Monday, 16 December 2013

One year on - Statement by Freedom Without Fear Platform

It is one year since the horrific gang-rape of a 23-year-old student in Delhi, which was followed by the emergence of an unprecedented mass movement against rape and sexual violence in India. This movement had an enormous impact all over the world and here in Britain inspired us to form the Freedom Without Fear Platform. Today we would like to rededicate ourselves to the aims we started with, while expanding them to take on new challenges.

Here in Britain we are facing a racist and increasingly repressive state, which hypocritically claims concern about violence against women while ruthlessly cutting away what few resources still exist for women's struggles against gender violence, and attempting to destroy the possibilities for women to autonomously and collectively organise against violence. Doing away with preventative measures or escape routes for women facing life -threatening situations, the British state now disempowers women completely, literally silencing them as their cases are handed over to a racist and increasingly privatised criminal justice system run by corporates like G4S and Serco, well-known for their own violence against women from Britain to Palestine. This combination of repression and corporate profits which are at the centre of Britain’s current gender violence policies is inherent in neoliberal capitalism.

In 2014 we will face an attempt to criminalise Forced Marriage in the face of massive opposition from the vast majority of BME women's organisations and feminist groups. 

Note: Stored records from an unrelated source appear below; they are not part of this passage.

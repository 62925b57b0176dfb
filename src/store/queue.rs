use std::path::{Path, PathBuf};
use tracing::{debug, instrument};

use super::fs::{load_json_or_default, write_json_atomic};
use super::Result;
use crate::model::CandidatePost;

/// Handle to the persisted FIFO of candidate posts.
///
/// The queue is never merged: `save` replaces the whole document, so
/// callers load, mutate and save within one step.
#[derive(Debug, Clone)]
pub struct PostQueue {
    path: PathBuf,
}

impl PostQueue {
    pub fn new(path: impl Into<PathBuf>) -> Self {
        Self { path: path.into() }
    }

    pub fn path(&self) -> &Path {
        &self.path
    }

    #[instrument(skip_all, fields(path = %self.path.display()))]
    pub async fn load(&self) -> Result<Vec<CandidatePost>> {
        let posts: Vec<CandidatePost> = load_json_or_default(&self.path).await?;
        debug!(len = posts.len(), "loaded post queue");
        Ok(posts)
    }

    #[instrument(skip_all, fields(path = %self.path.display(), len = posts.len()))]
    pub async fn save(&self, posts: &[CandidatePost]) -> Result<()> {
        write_json_atomic(&self.path, posts).await
    }
}

/// Split the queue into its head and the remainder.
pub fn pop_head(mut posts: Vec<CandidatePost>) -> Option<(CandidatePost, Vec<CandidatePost>)> {
    if posts.is_empty() {
        return None;
    }
    let head = posts.remove(0);
    Some((head, posts))
}
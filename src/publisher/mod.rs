//! Outbound side: where a post ends up.
use anyhow::Result;
use async_trait::async_trait;

use crate::config::{PublisherKind, PublisherSettings};

pub mod facebook;
pub mod telegram;

pub use facebook::FacebookPublisher;
pub use telegram::TelegramPublisher;

/// Publishes one image with a caption and returns the remote post id.
///
/// A failed publish is final for the current run; callers do not retry.
#[async_trait]
pub trait Publisher: Send + Sync {
    fn name(&self) -> &'static str;

    /// Check credentials before any other work is done.
    async fn verify(&self) -> Result<()> {
        Ok(())
    }

    async fn publish(&self, image_url: &str, caption: &str) -> Result<String>;

    /// Public link for a post id, when the platform has one.
    fn post_url(&self, _post_id: &str) -> Option<String> {
        None
    }
}

/// Build the publisher selected in the configuration.
pub async fn from_config(settings: &PublisherSettings) -> Result<Box<dyn Publisher>> {
    match settings.kind {
        PublisherKind::Facebook => Ok(Box::new(
            FacebookPublisher::connect(&settings.facebook).await?,
        )),
        PublisherKind::Telegram => Ok(Box::new(TelegramPublisher::from_settings(
            &settings.telegram,
        ))),
    }
}
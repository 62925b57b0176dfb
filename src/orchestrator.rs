//! One run: load state, top up the queue, publish the head, commit.
//!
//! Commit order is used-set, then log, then queue. If the process stops
//! after the used-set write but before the queue write, the stale head is
//! dropped by the next run's load filter instead of being published again.
use std::fmt;
use thiserror::Error;
use tracing::{error, info, instrument, warn};
use uuid::Uuid;

use crate::model::{ArtworkId, CandidatePost, PostingLogEntry};
use crate::publisher::Publisher;
use crate::replenish::{QueueReplenisher, ReplenishReport};
use crate::store::{pop_head, StateStore, StoreError};

#[derive(Debug, Clone, Copy, PartialEq, Eq)]
pub enum RunPhase {
    Loading,
    Replenishing,
    Selecting,
    Publishing,
    Committing,
    Done,
    /// Terminal state of a run that ended without finishing its commit.
    Aborted,
}

impl RunPhase {
    pub fn as_str(&self) -> &'static str {
        match self {
            RunPhase::Loading => "loading",
            RunPhase::Replenishing => "replenishing",
            RunPhase::Selecting => "selecting",
            RunPhase::Publishing => "publishing",
            RunPhase::Committing => "committing",
            RunPhase::Done => "done",
            RunPhase::Aborted => "aborted",
        }
    }
}

impl fmt::Display for RunPhase {
    fn fmt(&self, f: &mut fmt::Formatter<'_>) -> fmt::Result {
        f.write_str(self.as_str())
    }
}

/// Why a run ended without publishing (or without finishing its commit).
#[derive(Debug, Error)]
pub enum RunError {
    #[error("publisher credentials check failed: {0:#}")]
    Credentials(anyhow::Error),
    #[error("no posts available in queue")]
    NoPostsAvailable,
    #[error("publishing artwork {object_id} failed: {error:#}")]
    Publish {
        object_id: ArtworkId,
        error: anyhow::Error,
    },
    #[error("state I/O failed while {phase}: {source}")]
    Store {
        phase: RunPhase,
        #[source]
        source: StoreError,
    },
}

impl RunError {
    fn store(phase: RunPhase) -> impl FnOnce(StoreError) -> RunError {
        move |source| {
            error!(
                phase = %RunPhase::Aborted,
                failed_in = %phase,
                err = %source,
                "state I/O failed"
            );
            RunError::Store { phase, source }
        }
    }
}

/// Result of a successful run.
#[derive(Debug, Clone)]
pub struct RunOutcome {
    pub post_id: String,
    pub post_url: Option<String>,
    pub object_id: ArtworkId,
    pub title: String,
    pub artist: String,
    /// Posts left in the queue after the commit.
    pub remaining: usize,
    /// Present when the queue was replenished during this run.
    pub replenish: Option<ReplenishReport>,
}

pub struct DailyPostOrchestrator<'a> {
    store: &'a StateStore,
    replenisher: &'a QueueReplenisher<'a>,
    publisher: &'a dyn Publisher,
}

impl<'a> DailyPostOrchestrator<'a> {
    pub fn new(
        store: &'a StateStore,
        replenisher: &'a QueueReplenisher<'a>,
        publisher: &'a dyn Publisher,
    ) -> Self {
        Self {
            store,
            replenisher,
            publisher,
        }
    }

    /// Execute one publish cycle.
    ///
    /// Every persisted write is a checkpoint: a failure or kill at any point
    /// leaves state the next run can continue from.
    #[instrument(skip_all, fields(run_id = %Uuid::new_v4(), publisher = self.publisher.name()))]
    pub async fn run(&self) -> Result<RunOutcome, RunError> {
        // Nothing is worth doing if we cannot publish.
        if let Err(err) = self.publisher.verify().await {
            error!(phase = %RunPhase::Aborted, err = %format!("{err:#}"), "publisher credentials rejected");
            return Err(RunError::Credentials(err));
        }

        let mut phase = RunPhase::Loading;
        let queue_store = self.store.queue();
        let mut used = self.store.load_used().await.map_err(RunError::store(phase))?;
        let mut log = self.store.load_log().await.map_err(RunError::store(phase))?;
        let loaded = queue_store.load().await.map_err(RunError::store(phase))?;
        let mut queue = drop_used(loaded, |id| used.contains(id));
        info!(
            queued = queue.posts.len(),
            used = used.len(),
            logged = log.len(),
            "state loaded"
        );

        phase = RunPhase::Replenishing;
        let replenish = self.replenisher.replenish(&used, &mut queue.posts).await;
        if replenish.is_some() || queue.stale > 0 {
            queue_store
                .save(&queue.posts)
                .await
                .map_err(RunError::store(phase))?;
        }

        phase = RunPhase::Selecting;
        let Some((head, rest)) = pop_head(queue.posts) else {
            error!(
                phase = %RunPhase::Aborted,
                failed_in = %phase,
                "no posts available in queue; check the search source and term database"
            );
            return Err(RunError::NoPostsAvailable);
        };

        phase = RunPhase::Publishing;
        let object_id = head.artwork_id();
        info!(
            %phase,
            object_id,
            title = %head.artwork.title,
            artist = %head.artwork.artist,
            date = %head.artwork.date,
            kind = head.kind.as_str(),
            "publishing today's artwork"
        );
        let post_id = match self.publisher.publish(&head.image_url, &head.text).await {
            Ok(post_id) => post_id,
            Err(error) => {
                error!(
                    phase = %RunPhase::Aborted,
                    failed_in = %phase,
                    object_id,
                    error = %format!("{error:#}"),
                    "publish failed; queue left unchanged"
                );
                return Err(RunError::Publish { object_id, error });
            }
        };
        info!(object_id, post_id = %post_id, "published");

        phase = RunPhase::Committing;
        used.add(object_id).await.map_err(RunError::store(phase))?;
        log.append(PostingLogEntry::for_post(&post_id, &head))
            .await
            .map_err(RunError::store(phase))?;
        queue_store
            .save(&rest)
            .await
            .map_err(RunError::store(phase))?;

        phase = RunPhase::Done;
        let outcome = RunOutcome {
            post_url: self.publisher.post_url(&post_id),
            post_id,
            object_id,
            title: head.artwork.title,
            artist: head.artwork.artist,
            remaining: rest.len(),
            replenish,
        };
        info!(%phase, post_id = %outcome.post_id, remaining = outcome.remaining, "run complete");
        Ok(outcome)
    }
}

/// Loaded queue after removing entries whose artwork is already used.
struct FilteredQueue {
    posts: Vec<CandidatePost>,
    stale: usize,
}

fn drop_used(loaded: Vec<CandidatePost>, is_used: impl Fn(ArtworkId) -> bool) -> FilteredQueue {
    let before = loaded.len();
    let posts: Vec<CandidatePost> = loaded
        .into_iter()
        .filter(|post| !is_used(post.artwork_id()))
        .collect();
    let stale = before - posts.len();
    if stale > 0 {
        warn!(stale, "dropped queued posts for artworks already published");
    }
    FilteredQueue { posts, stale }
}
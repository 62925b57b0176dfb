//! Turns artwork metadata into ready-to-publish post text.
use once_cell::sync::Lazy;
use rand::seq::SliceRandom;
use regex::Regex;
use std::fmt::Write as _;

use crate::model::{ArtworkRecord, CandidatePost, TemplateKind};

/// Renders a post for an artwork. Must succeed for any well-formed record.
pub trait PostGenerator: Send + Sync {
    fn render(&self, artwork: ArtworkRecord) -> CandidatePost;
}

static NON_TAG_CHARS: Lazy<Regex> = Lazy::new(|| Regex::new(r"[^\p{L}\p{N}]+").unwrap());

const MUSEUM: &str = "The Metropolitan Museum of Art";

const APPRECIATION: &[&str] = &[
    "A masterpiece that continues to inspire art lovers worldwide.",
    "The skillful composition and technique make this a timeless work.",
    "Notice the masterful use of light, color, and form in this piece.",
    "A stunning example of artistic excellence from this period.",
    "The attention to detail and artistic vision are truly remarkable.",
];

const QUESTIONS: &[&str] = &[
    "What emotions does this artwork evoke for you?",
    "What details do you notice first in this painting?",
    "How would you describe this work to someone who can't see it?",
    "What story do you think this painting tells?",
    "Which element of this artwork speaks to you most?",
];

/// Template-based generator. Picks a template kind at random unless one is
/// pinned.
#[derive(Debug, Clone, Default)]
pub struct TemplateGenerator {
    kind: Option<TemplateKind>,
}

impl TemplateGenerator {
    pub fn new() -> Self {
        Self::default()
    }

    pub fn with_kind(kind: TemplateKind) -> Self {
        Self { kind: Some(kind) }
    }

    fn pick_kind(&self) -> TemplateKind {
        self.kind.unwrap_or_else(|| {
            *TemplateKind::ALL
                .choose(&mut rand::thread_rng())
                .unwrap_or(&TemplateKind::DailyArtwork)
        })
    }
}

impl PostGenerator for TemplateGenerator {
    fn render(&self, artwork: ArtworkRecord) -> CandidatePost {
        let kind = self.pick_kind();
        let text = match kind {
            TemplateKind::DailyArtwork => daily_artwork(&artwork),
            TemplateKind::ArtistSpotlight => artist_spotlight(&artwork),
            TemplateKind::TechniqueFocus => technique_focus(&artwork),
            TemplateKind::PeriodContext => period_context(&artwork),
        };
        CandidatePost {
            text,
            image_url: artwork.image_url.clone(),
            link_url: artwork.link_url.clone(),
            kind,
            artwork,
        }
    }
}

/// `#Tag` from free text, or `None` if nothing taggable remains.
pub fn hashtag(text: &str) -> Option<String> {
    let tag = NON_TAG_CHARS.replace_all(text, "");
    (!tag.is_empty()).then(|| format!("#{tag}"))
}

fn pick(lines: &'static [&'static str]) -> &'static str {
    lines.choose(&mut rand::thread_rng()).copied().unwrap_or_default()
}

fn daily_artwork(a: &ArtworkRecord) -> String {
    let mut post = String::from("🎨 Artwork of the Day\n\n");
    let _ = writeln!(post, "\"{}\"", a.title);
    let _ = writeln!(post, "by {}", a.artist);
    let _ = write!(post, "({})\n\n", a.date);
    let _ = write!(post, "✨ {}\n\n", pick(APPRECIATION));
    let _ = write!(post, "🏛️ {MUSEUM}\n\n");
    let _ = write!(post, "{}\n\n", pick(QUESTIONS));
    post.push_str(
        "#ArtHistory #Painting #FineArt #ClassicalArt #Museum \
         #ArtLovers #ArtAppreciation #DailyArt #MetMuseum",
    );
    post
}

fn artist_spotlight(a: &ArtworkRecord) -> String {
    let mut post = format!("👨‍🎨 Artist Spotlight: {}\n\n", a.artist);
    let _ = write!(
        post,
        "A master of {}, {} created works that continue to captivate audiences centuries later.\n\n",
        a.period.as_deref().unwrap_or("their era"),
        a.artist
    );
    let _ = write!(post, "Featured work: \"{}\" ({})\n\n", a.title, a.date);
    let _ = write!(post, "🏛️ Collection: {MUSEUM}\n\n");
    post.push_str("What draws you to this artist's work? Share your thoughts! 💭\n\n");
    let artist_tag = hashtag(&a.artist).unwrap_or_else(|| "#Artist".into());
    let _ = write!(
        post,
        "#ArtHistory {artist_tag} #ArtistSpotlight #FineArt #Painting"
    );
    post
}

fn technique_focus(a: &ArtworkRecord) -> String {
    let mut post = String::from("🖌️ Technique Spotlight\n\n");
    let _ = writeln!(post, "\"{}\"", a.title);
    let _ = write!(post, "by {} ({})\n\n", a.artist, a.date);
    let _ = write!(post, "Medium: {}\n\n", a.medium);
    post.push_str(
        "Notice the mastery in technique and composition. \
         Each brushstroke contributes to the overall impact of the piece.\n\n",
    );
    let _ = write!(post, "🏛️ {MUSEUM}\n\n");
    post.push_str("What technical aspects catch your eye? 🔍\n\n");
    post.push_str("#ArtTechnique #Painting #FineArt #ArtHistory #Museum");
    post
}

fn period_context(a: &ArtworkRecord) -> String {
    let era = a.era();
    let mut post = String::from("📖 Art History Context\n\n");
    if let Some(era) = era {
        let _ = write!(post, "Focus: {era}\n\n");
    }
    let _ = writeln!(post, "\"{}\"", a.title);
    let _ = write!(post, "by {} ({})\n\n", a.artist, a.date);
    post.push_str(
        "This work exemplifies the artistic ideals and techniques of its time. \
         Understanding the historical context enriches our appreciation of the artwork.\n\n",
    );
    let _ = write!(post, "🏛️ {MUSEUM}\n\n");
    post.push_str("What elements of the period do you notice? 🎨\n\n");
    let era_tag = era
        .and_then(hashtag)
        .unwrap_or_else(|| "#ArtMovement".into());
    let _ = write!(post, "#ArtHistory {era_tag} #FineArt #Museum #Painting");
    post
}

#[cfg(test)]
mod tests {
    use super::*;
    use crate::model::tests::artwork;

    #[test]
    fn hashtag_strips_punctuation_and_spaces() {
        assert_eq!(hashtag("J. M. W. Turner").as_deref(), Some("#JMWTurner"));
        assert_eq!(
            hashtag("Jean-Honoré Fragonard").as_deref(),
            Some("#JeanHonoréFragonard")
        );
        assert_eq!(hashtag(" .- "), None);
    }

    #[test]
    fn every_template_carries_the_artwork() {
        for kind in TemplateKind::ALL {
            let post = TemplateGenerator::with_kind(kind)
                .render(artwork(42, "Starry Night", "Vincent van Gogh"));
            assert_eq!(post.kind, kind);
            assert_eq!(post.artwork_id(), 42);
            assert_eq!(post.image_url, "https://images.example/42.jpg");
            assert!(post.text.contains("Starry Night") || post.text.contains("Vincent van Gogh"));
        }
    }

    #[test]
    fn spotlight_tags_the_artist() {
        let post = TemplateGenerator::with_kind(TemplateKind::ArtistSpotlight)
            .render(artwork(1, "Bridge", "Claude Monet"));
        assert!(post.text.contains("#ClaudeMonet"));
    }

    #[test]
    fn period_context_without_era_uses_fallback_tag() {
        let mut a = artwork(2, "Portrait", "Anonymous Painter");
        a.period = None;
        a.culture = None;
        let post = TemplateGenerator::with_kind(TemplateKind::PeriodContext).render(a);
        assert!(!post.text.contains("Focus:"));
        assert!(post.text.contains("#ArtMovement"));
    }

    #[test]
    fn random_generator_picks_a_known_kind() {
        let post = TemplateGenerator::new().render(artwork(3, "Waves", "Hokusai"));
        assert!(TemplateKind::ALL.contains(&post.kind));
    }
}
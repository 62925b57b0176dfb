use std::path::PathBuf;
use tracing::instrument;

use super::fs::{load_json_or_default, write_json_atomic};
use super::Result;
use crate::model::PostingLogEntry;

/// Append-only history of successful publications, oldest first.
#[derive(Debug)]
pub struct PostingLog {
    path: PathBuf,
    entries: Vec<PostingLogEntry>,
}

impl PostingLog {
    #[instrument(skip_all, fields(path = %path.display()))]
    pub async fn load(path: PathBuf) -> Result<Self> {
        let entries = load_json_or_default(&path).await?;
        Ok(Self { path, entries })
    }

    pub async fn append(&mut self, entry: PostingLogEntry) -> Result<()> {
        self.entries.push(entry);
        write_json_atomic(&self.path, &self.entries).await
    }

    pub fn entries(&self) -> &[PostingLogEntry] {
        &self.entries
    }

    /// The `n` most recent entries, oldest first.
    pub fn recent(&self, n: usize) -> &[PostingLogEntry] {
        let start = self.entries.len().saturating_sub(n);
        &self.entries[start..]
    }

    pub fn len(&self) -> usize {
        self.entries.len()
    }

    pub fn is_empty(&self) -> bool {
        self.entries.is_empty()
    }
}
//! Where candidate artworks come from.
use async_trait::async_trait;
use reqwest::StatusCode;
use thiserror::Error;

use crate::model::{ArtworkId, ArtworkRecord};
use crate::retry::Transient;

pub mod met;

pub use met::MetClient;

#[derive(Debug, Error)]
pub enum SourceError {
    #[error("request failed: {0}")]
    Transport(#[from] reqwest::Error),
    #[error("unexpected status {status}: {body}")]
    Status { status: StatusCode, body: String },
    #[error("invalid response: {0}")]
    Decode(String),
}

impl Transient for SourceError {
    fn is_transient(&self) -> bool {
        match self {
            SourceError::Transport(err) => {
                err.is_timeout() || err.is_connect() || err.is_request() || err.is_body()
            }
            SourceError::Status { status, .. } => {
                status.is_server_error() || *status == StatusCode::TOO_MANY_REQUESTS
            }
            SourceError::Decode(_) => false,
        }
    }
}

/// Search API over an artwork collection.
#[async_trait]
pub trait SearchSource: Send + Sync {
    /// Ids matching `term`, at most `limit`. No match is an empty list.
    async fn search(&self, term: &str, limit: usize) -> Result<Vec<ArtworkId>, SourceError>;

    /// Full metadata for `id`, or `None` when the object cannot be posted
    /// (no such object, no image).
    async fn fetch(&self, id: ArtworkId) -> Result<Option<ArtworkRecord>, SourceError>;
}
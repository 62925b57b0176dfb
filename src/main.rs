use anyhow::Result;
use clap::Parser;
use std::path::PathBuf;
use tracing::{error, info};

use daily_art_poster::config;
use daily_art_poster::generator::TemplateGenerator;
use daily_art_poster::logging;
use daily_art_poster::orchestrator::DailyPostOrchestrator;
use daily_art_poster::publisher;
use daily_art_poster::replenish::QueueReplenisher;
use daily_art_poster::source::MetClient;
use daily_art_poster::store::StateStore;
use daily_art_poster::terms;

#[derive(Debug, Parser)]
#[command(
    author,
    version,
    about = "Publish today's artwork post, refilling the queue first when it runs low"
)]
struct Args {
    /// Path to YAML config file
    #[arg(long, default_value = "config.yaml")]
    config: PathBuf,
}

#[tokio::main]
async fn main() -> Result<()> {
    logging::init();

    let args = Args::parse();
    let cfg = config::load(Some(&args.config))?;
    cfg.ensure_dirs()?;

    // Credentials first: a run that cannot publish should not touch the queue.
    let publisher = publisher::from_config(&cfg.publisher).await?;
    let source = MetClient::from_settings(&cfg.source)?;
    let generator = TemplateGenerator::new();
    let terms = terms::load(&cfg.terms_file()).await;
    let store = StateStore::new(cfg.data_dir());

    let replenisher = QueueReplenisher::new(
        &source,
        &generator,
        &terms,
        cfg.queue.clone(),
        cfg.retry.backoff(),
    );
    let orchestrator = DailyPostOrchestrator::new(&store, &replenisher, publisher.as_ref());

    info!(data_dir = %store.data_dir().display(), "starting daily post run");
    match orchestrator.run().await {
        Ok(outcome) => {
            info!(
                post_id = %outcome.post_id,
                object_id = outcome.object_id,
                remaining = outcome.remaining,
                "daily post complete"
            );
            println!("Posted \"{}\" by {}", outcome.title, outcome.artist);
            println!("Post ID: {}", outcome.post_id);
            if let Some(url) = &outcome.post_url {
                println!("URL: {url}");
            }
            println!("Queue remaining: {}", outcome.remaining);
            Ok(())
        }
        Err(err) => {
            error!(%err, "daily post run failed");
            Err(err.into())
        }
    }
}
use serde::Deserialize;
use std::collections::BTreeSet;
use std::path::PathBuf;
use tracing::{debug, instrument, warn};

use super::fs::{load_json_or_default, write_json_atomic};
use super::Result;
use crate::model::ArtworkId;

/// Ids as found on disk; older files stored them as strings.
#[derive(Deserialize)]
#[serde(untagged)]
enum StoredId {
    Number(ArtworkId),
    Text(String),
}

/// Persistent set of artwork ids that have already been published.
///
/// Ids are only ever added. Every `add` is durable before it returns.
#[derive(Debug)]
pub struct UsedArtworks {
    path: PathBuf,
    ids: BTreeSet<ArtworkId>,
}

impl UsedArtworks {
    #[instrument(skip_all, fields(path = %path.display()))]
    pub async fn load(path: PathBuf) -> Result<Self> {
        let stored: Vec<StoredId> = load_json_or_default(&path).await?;
        let mut ids = BTreeSet::new();
        for id in stored {
            match id {
                StoredId::Number(n) => {
                    ids.insert(n);
                }
                StoredId::Text(s) => match s.trim().parse::<ArtworkId>() {
                    Ok(n) => {
                        ids.insert(n);
                    }
                    Err(_) => warn!(value = %s, "ignoring non-numeric used artwork id"),
                },
            }
        }
        debug!(count = ids.len(), "loaded used artworks");
        Ok(Self { path, ids })
    }

    pub fn contains(&self, id: ArtworkId) -> bool {
        self.ids.contains(&id)
    }

    /// Mark `id` as used and persist. Returns whether the id was new.
    pub async fn add(&mut self, id: ArtworkId) -> Result<bool> {
        let inserted = self.ids.insert(id);
        if inserted {
            write_json_atomic(&self.path, &self.ids).await?;
        }
        Ok(inserted)
    }

    pub fn len(&self) -> usize {
        self.ids.len()
    }

    pub fn is_empty(&self) -> bool {
        self.ids.is_empty()
    }
}

#[cfg(test)]
mod tests {
    use super::*;
    use tempfile::tempdir;

    #[tokio::test]
    async fn starts_empty_on_first_run() {
        let td = tempdir().unwrap();
        let used = UsedArtworks::load(td.path().join("used.json")).await.unwrap();
        assert!(used.is_empty());
        assert!(!used.contains(42));
    }

    #[tokio::test]
    async fn add_is_durable_and_idempotent() {
        let td = tempdir().unwrap();
        let path = td.path().join("used.json");

        let mut used = UsedArtworks::load(path.clone()).await.unwrap();
        assert!(used.add(42).await.unwrap());
        assert!(!used.add(42).await.unwrap());
        assert!(used.add(7).await.unwrap());

        let reloaded = UsedArtworks::load(path).await.unwrap();
        assert_eq!(reloaded.len(), 2);
        assert!(reloaded.contains(42));
        assert!(reloaded.contains(7));
    }

    #[tokio::test]
    async fn reads_string_ids_from_older_files() {
        let td = tempdir().unwrap();
        let path = td.path().join("used.json");
        tokio::fs::write(&path, br#"["436535", 11417, "not-an-id"]"#)
            .await
            .unwrap();

        let used = UsedArtworks::load(path).await.unwrap();
        assert_eq!(used.len(), 2);
        assert!(used.contains(436535));
        assert!(used.contains(11417));
    }
}
use anyhow::{anyhow, Context, Result};
use async_trait::async_trait;
use reqwest::{Client, Url};
use serde::Deserialize;
use std::fmt;
use std::time::Duration;
use tracing::{debug, info, instrument};

use super::Publisher;
use crate::config::FacebookSettings;

/// Posts photos to a Facebook page through the Graph API.
#[derive(Clone)]
pub struct FacebookPublisher {
    http: Client,
    base_url: Url,
    page_id: String,
    token: String,
}

impl fmt::Debug for FacebookPublisher {
    fn fmt(&self, f: &mut fmt::Formatter<'_>) -> fmt::Result {
        f.debug_struct("FacebookPublisher")
            .field("base_url", &self.base_url)
            .field("page_id", &self.page_id)
            .finish_non_exhaustive()
    }
}

impl FacebookPublisher {
    /// `base_url` is the versioned Graph root, e.g. `https://graph.facebook.com/v21.0/`.
    pub fn new(base_url: Url, page_id: String, token: String) -> Result<Self> {
        let http = Client::builder()
            .user_agent("daily-art-poster/0.1")
            .timeout(Duration::from_secs(30))
            .build()
            .context("failed to build HTTP client")?;
        Ok(Self {
            http,
            base_url,
            page_id,
            token,
        })
    }

    /// Build from settings, exchanging a user token for the page token when
    /// no page token is configured.
    pub async fn connect(settings: &FacebookSettings) -> Result<Self> {
        let base_url = graph_base(settings)?;
        if !settings.page_access_token.trim().is_empty() {
            return Self::new(
                base_url,
                settings.page_id.clone(),
                settings.page_access_token.clone(),
            );
        }
        let mut publisher = Self::new(
            base_url,
            settings.page_id.clone(),
            settings.user_access_token.clone(),
        )?;
        publisher.token = publisher.exchange_user_token().await?;
        info!(page_id = %publisher.page_id, "obtained page access token");
        Ok(publisher)
    }

    pub fn build_photo_request(&self, image_url: &str, caption: &str) -> Result<reqwest::Request> {
        let endpoint = self
            .base_url
            .join(&format!("{}/photos", self.page_id))
            .context("invalid Graph base URL")?;
        self.http
            .post(endpoint)
            .form(&[
                ("url", image_url),
                ("message", caption),
                ("published", "true"),
                ("access_token", self.token.as_str()),
            ])
            .build()
            .context("failed to build Graph request")
    }

    /// Look up the page token for `page_id` among the pages the user manages.
    async fn exchange_user_token(&self) -> Result<String> {
        let url = self
            .base_url
            .join("me/accounts")
            .context("invalid Graph base URL")?;
        let res = self
            .http
            .get(url)
            .query(&[("access_token", self.token.as_str())])
            .send()
            .await
            .context("failed to reach Graph API")?;
        let body = read_graph_response(res).await?;
        let accounts: AccountsResponse =
            serde_json::from_str(&body).context("invalid /me/accounts response")?;
        accounts
            .data
            .into_iter()
            .find(|page| page.id == self.page_id)
            .map(|page| page.access_token)
            .ok_or_else(|| anyhow!("page {} is not managed by this user token", self.page_id))
    }
}

fn graph_base(settings: &FacebookSettings) -> Result<Url> {
    let root = Url::parse(&settings.graph_url)
        .with_context(|| format!("invalid graph_url: {}", settings.graph_url))?;
    root.join(&format!("{}/", settings.graph_version.trim_matches('/')))
        .context("invalid graph_version")
}

async fn read_graph_response(res: reqwest::Response) -> Result<String> {
    let status = res.status();
    let body = res.text().await.context("failed to read Graph response")?;
    if !status.is_success() {
        let message = serde_json::from_str::<GraphErrorResponse>(&body)
            .map(|e| e.error.message)
            .unwrap_or(body);
        return Err(anyhow!("graph error {}: {}", status, message));
    }
    Ok(body)
}

#[async_trait]
impl Publisher for FacebookPublisher {
    fn name(&self) -> &'static str {
        "facebook"
    }

    #[instrument(skip_all, fields(page_id = %self.page_id))]
    async fn verify(&self) -> Result<()> {
        let url = self
            .base_url
            .join(&self.page_id)
            .context("invalid Graph base URL")?;
        let res = self
            .http
            .get(url)
            .query(&[("fields", "id,name"), ("access_token", self.token.as_str())])
            .send()
            .await
            .context("failed to reach Graph API")?;
        let body = read_graph_response(res)
            .await
            .context("page credentials rejected")?;
        let page: PageResponse = serde_json::from_str(&body).context("invalid page response")?;
        info!(page = %page.name.unwrap_or_default(), "facebook credentials ok");
        Ok(())
    }

    async fn publish(&self, image_url: &str, caption: &str) -> Result<String> {
        let request = self.build_photo_request(image_url, caption)?;
        debug!(url = %request.url(), image_url, "posting photo");
        let res = self
            .http
            .execute(request)
            .await
            .context("failed to reach Graph API")?;
        let body = read_graph_response(res).await?;
        let payload: PhotoResponse =
            serde_json::from_str(&body).context("invalid Graph photo response")?;
        Ok(payload.id)
    }

    fn post_url(&self, post_id: &str) -> Option<String> {
        Some(format!("https://facebook.com/{post_id}"))
    }
}

#[derive(Deserialize)]
struct PhotoResponse {
    id: String,
}

#[derive(Deserialize)]
struct PageResponse {
    name: Option<String>,
}

#[derive(Deserialize)]
struct AccountsResponse {
    #[serde(default)]
    data: Vec<ManagedPage>,
}

#[derive(Deserialize)]
struct ManagedPage {
    id: String,
    access_token: String,
}

#[derive(Deserialize)]
struct GraphErrorResponse {
    error: GraphError,
}

#[derive(Deserialize)]
struct GraphError {
    message: String,
}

In continuing to build resistance to these attacks, and to strengthen solidarity with movements like the ongoing anti-rape movement in India, we are also committing ourselves to making visible
  •   the resistance to rape and violence against women in India and elsewhere - against a tide of racist representations which seeks to erase these struggles and portrays women outside the West and women of colour in the West as victims waiting to be saved.
  •   the endemic nature of gender violence in Britain, including that of the state, and the struggles against it - against victim-blaming and demonising of 'culture'.
  •  the historical and ongoing effects of imperialism and global capital accumulation which underpin, reinforce and intensify gendered violence and injustice - against the normalisation of war, occupation, incarceration and neoliberal plunder.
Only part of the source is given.